ModPipe command line tools

ModPipe is usually run from the command line by running the modpipe command line tool, found in the bin directory. For example, a typical run consists of first running the modpipe add command to populate the ModPipe filesystem with input FASTA sequences, then running modpipe build for each sequence to find hits and build models. Finally, the modpipe gather command can be used to select the best model(s) from the run. Other commands are provided to accomplish other tasks, such as manipulating alignments or benchmarking the ModPipe system.

Common options

To get help on a given command, use modpipe help <command>. For example, modpipe help add shows the options supported by the ‘add’ command.

modpipe add

This command will, given a FASTA file containing one or more sequences, populate the ModPipe filesystem ready for running modpipe build. It will also create a mapping file that maps FASTA identifiers to ModPipe sequence IDs (see Unique mapping file).

modpipe build

Required arguments

--conf_file The name of the configuration file (typically, modpipe.conf) must be provided.

--sequence_id The identifier of the sequence to be modelled must be provided, as created by modpipe add.

Optional arguments

--hits_mode Option that specifies the search methods used to find templates (“hits”) matching the input (“target”) sequence. See Fold assignment methods for full details on each method. The following methods can be requested:

  • Seq-Seq: Sequence-Sequence search.

  • Prf-Seq: Profile-Sequence search using MODELLER

    Profile.build() profiles.

  • PSI-Blast-Prf-Seq: Profile-Sequence search using PSI-BLAST profiles.

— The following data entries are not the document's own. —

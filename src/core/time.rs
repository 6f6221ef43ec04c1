use time::{
    format_description::well_known::Rfc3339, macros::format_description, Date, OffsetDateTime,
    PrimitiveDateTime,
};

pub(crate) fn primitive_now_utc() -> PrimitiveDateTime {
    let now = OffsetDateTime::now_utc();
    PrimitiveDateTime::new(now.date(), now.time())
}

/// Calendar date used for due-date comparisons.
pub(crate) fn today_utc() -> Date {
    OffsetDateTime::now_utc().date()
}

pub(crate) fn format_primitive(value: PrimitiveDateTime) -> String {
    value.assume_utc().format(&Rfc3339).unwrap_or_else(|_| value.assume_utc().to_string())
}

pub(crate) fn format_date(value: Date) -> String {
    value.format(&format_description!("[year]-[month]-[day]")).unwrap_or_else(|_| value.to_string())
}

/// Accepts `YYYY-MM-DD` or an RFC 3339 timestamp, whose UTC date is used.
pub(crate) fn parse_date_flexible(raw: &str) -> Option<Date> {
    let raw = raw.trim();
    if let Ok(value) = Date::parse(raw, &format_description!("[year]-[month]-[day]")) {
        return Some(value);
    }
    OffsetDateTime::parse(raw, &Rfc3339).ok().map(|value| value.to_offset(time::UtcOffset::UTC).date())
}

pub(crate) fn is_past_due(due_date: Date, today: Date) -> bool {
    due_date < today
}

  • Prf-Prf: Profile-Profile search using MODELLER

    Profile.build() profiles.

  • PSI-Blast-Prf-Prf: Profile-Profile search using PSI-BLAST profiles.

  • Seq-Prf: Sequence-Profile search.

  • Max-PSSM-Seq-Prf: Sequence-Profile search with Max-PSSM scoring.

  • Max-Freq-Seq-Prf: Sequence-Profile search with Max-frequency scoring.

Multiple methods can be requested by several hits_mode statements, or a comma-separated list. “Seq-Seq” will be always added, regardeless of user-input.

The default for --hits_mode is “Seq-Seq,Seq-Prf”.

Each search method specified will be used independently. See also the CLUSTERALI variable in the configuration file if you use multiple methods.

modpipe gather

This command is designed to be run after the main modpipe build command. It parses all of the generated models in the models file and generates a final models file that contains the ‘best’ models (in the same YAML format as the input models file). This can be done either for a single sequence (--seq_id option) or for all sequences in the unique mapping (unq) file (--unq_file option).

One or more selection methods (e.g. pick the model generated from the highest identity template, or that has the best DOPE score) can be specified with the --final_models_by option. The final models file will contain a single model per method, or potentially fewer if multiple methods select the same model (e.g. the model with the highest identity template also happens to have the best DOPE score). The gather command will generally select only models with good scores. The following criteria are used:

  • GA341: score>=0.7

  • z-DOPE: score<0

  • MPQS: score>1.0

  • SEQID: no threshold, model with highest sequence identity will be selected

  • LONGEST_GA341: longest models with score>=0.7

  • LONGEST_DOPE: longest model with z-DOPE<0

  • TSVMOD: predicted native overlap (3.5) >0.4

  • INPUT_TEMPLATE: model with highest sequence identity using input template, used in template based calculations.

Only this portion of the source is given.